Saved entries:
use async_trait::async_trait;
use sqlx::PgPool;

use super::{
    Instructor, NewInstructor, NewStudent, NewWeightRecord, Store, StoreError, Student,
    UniqueField, WeightRecord,
};

/// Postgres-backed store. Uniqueness of email, student code and the
/// (student, instructor) pair is enforced by the schema, so races between
/// concurrent registrations surface as `StoreError::Duplicate`.
pub struct PgStore {
    pool: PgPool,
}

impl PgStore {
    pub fn new(pool: PgPool) -> Self {
        Self { pool }
    }
}

fn map_db_err(e: sqlx::Error) -> StoreError {
    if let sqlx::Error::Database(db) = &e {
        if db.is_unique_violation() {
            let constraint = db.constraint().unwrap_or_default();
            let field = if constraint.contains("email") {
                UniqueField::Email
            } else if constraint.contains("code") {
                UniqueField::Code
            } else {
                UniqueField::Link
            };
            return StoreError::Duplicate(field);
        }
    }
    StoreError::Other(e.into())
}

#[async_trait]
impl Store for PgStore {
    async fn create_student(&self, new: NewStudent) -> Result<Student, StoreError> {
        sqlx::query_as::<_, Student>(
            r#"
            INSERT INTO students
                (code, name, surname, email, birth_date, height, weight, gender,
                 goal_weight, password_hash)
            VALUES ($1, $2, $3, $4, $5, $6, $7, $8, $9, $10)
            RETURNING id, code, name, surname, email, birth_date, height, weight,
                      gender, goal_weight, password_hash
            "#,
        )
        .bind(&new.code)
        .bind(&new.name)
        .bind(&new.surname)
        .bind(&new.email)
        .bind(new.birth_date)
        .bind(new.height)
        .bind(new.weight)
        .bind(&new.gender)
        .bind(new.goal_weight)
        .bind(&new.password_hash)
        .fetch_one(&self.pool)
        .await
        .map_err(map_db_err)
    }

    async fn student_by_id(&self, id: i64) -> Result<Option<Student>, StoreError> {
        sqlx::query_as::<_, Student>(
            r#"
            SELECT id, code, name, surname, email, birth_date, height, weight,
                   gender, goal_weight, password_hash
            FROM students
            WHERE id = $1
            "#,
        )
        .bind(id)
        .fetch_optional(&self.pool)
        .await
        .map_err(map_db_err)
    }

    async fn student_by_email(&self, email: &str) -> Result<Option<Student>, StoreError> {
        sqlx::query_as::<_, Student>(
            r#"
            SELECT id, code, name, surname, email, birth_date, height, weight,
                   gender, goal_weight, password_hash
            FROM students
            WHERE email = $1
            "#,
        )
        .bind(email)
        .fetch_optional(&self.pool)
        .await
        .map_err(map_db_err)
    }

    async fn student_by_code(&self, code: &str) -> Result<Option<Student>, StoreError> {
        sqlx::query_as::<_, Student>(
            r#"
            SELECT id, code, name, surname, email, birth_date, height, weight,
                   gender, goal_weight, password_hash
            FROM students
            WHERE code = $1
            "#,
        )
        .bind(code)
        .fetch_optional(&self.pool)
        .await
        .map_err(map_db_err)
    }

    async fn code_taken(&self, code: &str) -> Result<bool, StoreError> {
        let row: Option<(i64,)> = sqlx::query_as(r#"SELECT id FROM students WHERE code = $1"#)
            .bind(code)
            .fetch_optional(&self.pool)
            .await
            .map_err(map_db_err)?;
        Ok(row.is_some())
    }

    async fn update_student_profile(
        &self,
        id: i64,
        height: Option<f64>,
        goal_weight: Option<f64>,
    ) -> Result<(), StoreError> {
        sqlx::query(
            r#"
            UPDATE students
            SET height = COALESCE($2, height),
                goal_weight = COALESCE($3, goal_weight)
            WHERE id = $1
            "#,
        )
        .bind(id)
        .bind(height)
        .bind(goal_weight)
        .execute(&self.pool)
        .await
        .map_err(map_db_err)?;
        Ok(())
    }

    async fn create_instructor(&self, new: NewInstructor) -> Result<Instructor, StoreError> {
        sqlx::query_as::<_, Instructor>(
            r#"
            INSERT INTO instructors (name, surname, email, password_hash)
            VALUES ($1, $2, $3, $4)
            RETURNING id, name, surname, email, password_hash
            "#,
        )
        .bind(&new.name)
        .bind(&new.surname)
        .bind(&new.email)
        .bind(&new.password_hash)
        .fetch_one(&self.pool)
        .await
        .map_err(map_db_err)
    }

    async fn instructor_by_id(&self, id: i64) -> Result<Option<Instructor>, StoreError> {
        sqlx::query_as::<_, Instructor>(
            r#"
            SELECT id, name, surname, email, password_hash
            FROM instructors
            WHERE id = $1
            "#,
        )
        .bind(id)
        .fetch_optional(&self.pool)
        .await
        .map_err(map_db_err)
    }

    async fn instructor_by_email(&self, email: &str) -> Result<Option<Instructor>, StoreError> {
        sqlx::query_as::<_, Instructor>(
            r#"
            SELECT id, name, surname, email, password_hash
            FROM instructors
            WHERE email = $1
            "#,
        )
        .bind(email)
        .fetch_optional(&self.pool)
        .await
        .map_err(map_db_err)
    }

    async fn add_weight_record(&self, new: NewWeightRecord) -> Result<WeightRecord, StoreError> {
        sqlx::query_as::<_, WeightRecord>(
            r#"
            INSERT INTO weight_records (student_id, weight, bmi, bmr)
            VALUES ($1, $2, $3, $4)
            RETURNING id, student_id, recorded_at, weight, bmi, bmr
            "#,
        )
        .bind(new.student_id)
        .bind(new.weight)
        .bind(new.bmi)
        .bind(new.bmr)
        .fetch_one(&self.pool)
        .await
        .map_err(map_db_err)
    }

    async fn weight_records(&self, student_id: i64) -> Result<Vec<WeightRecord>, StoreError> {
        sqlx::query_as::<_, WeightRecord>(
            r#"
            SELECT id, student_id, recorded_at, weight, bmi, bmr
            FROM weight_records
            WHERE student_id = $1
            ORDER BY id ASC
            "#,
        )
        .bind(student_id)
        .fetch_all(&self.pool)
        .await
        .map_err(map_db_err)
    }

    async fn weight_record_by_id(&self, id: i64) -> Result<Option<WeightRecord>, StoreError> {
        sqlx::query_as::<_, WeightRecord>(
            r#"
            SELECT id, student_id, recorded_at, weight, bmi, bmr
            FROM weight_records
            WHERE id = $1
            "#,
        )
        .bind(id)
        .fetch_optional(&self.pool)
        .await
        .map_err(map_db_err)
    }

    async fn earliest_weight_record_id(
        &self,
        student_id: i64,
    ) -> Result<Option<i64>, StoreError> {
        let row: Option<(i64,)> = sqlx::query_as(
            r#"
            SELECT id FROM weight_records
            WHERE student_id = $1
            ORDER BY id ASC
            LIMIT 1
            "#,
        )
        .bind(student_id)
        .fetch_optional(&self.pool)
        .await
        .map_err(map_db_err)?;
        Ok(row.map(|(id,)| id))
    }

    async fn delete_weight_record(&self, id: i64) -> Result<(), StoreError> {
        sqlx::query(r#"DELETE FROM weight_records WHERE id = $1"#)
            .bind(id)
            .execute(&self.pool)
            .await
            .map_err(map_db_err)?;
        Ok(())
    }

    async fn create_link(&self, student_id: i64, instructor_id: i64) -> Result<bool, StoreError> {
        let result = sqlx::query(
            r#"
            INSERT INTO student_instructors (student_id, instructor_id)
            VALUES ($1, $2)
            ON CONFLICT (student_id, instructor_id) DO NOTHING
            "#,
        )
        .bind(student_id)
        .bind(instructor_id)
        .execute(&self.pool)
        .await
        .map_err(map_db_err)?;
        Ok(result.rows_affected() > 0)
    }

    async fn link_exists(&self, student_id: i64, instructor_id: i64) -> Result<bool, StoreError> {
        let row: Option<(i64,)> = sqlx::query_as(
            r#"
            SELECT id FROM student_instructors
            WHERE student_id = $1 AND instructor_id = $2
            "#,
        )
        .bind(student_id)
        .bind(instructor_id)
        .fetch_optional(&self.pool)
        .await
        .map_err(map_db_err)?;
        Ok(row.is_some())
    }

    async fn linked_students(&self, instructor_id: i64) -> Result<Vec<Student>, StoreError> {
        sqlx::query_as::<_, Student>(
            r#"
            SELECT s.id, s.code, s.name, s.surname, s.email, s.birth_date, s.height,
                   s.weight, s.gender, s.goal_weight, s.password_hash
            FROM students s
            JOIN student_instructors si ON si.student_id = s.id
            WHERE si.instructor_id = $1
            ORDER BY s.id ASC
            "#,
        )
        .bind(instructor_id)
        .fetch_all(&self.pool)
        .await
        .map_err(map_db_err)
    }
}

About this exercise:
Give back, word for word, only the lines above from the line holding "Ok(result.rows_affected() > 0)" to the line holding "SELECT id FROM student_instructors", both included.

Finished exercise:
        Ok(result.rows_affected() > 0)
    }

    async fn link_exists(&self, student_id: i64, instructor_id: i64) -> Result<bool, StoreError> {
        let row: Option<(i64,)> = sqlx::query_as(
            r#"
            SELECT id FROM student_instructors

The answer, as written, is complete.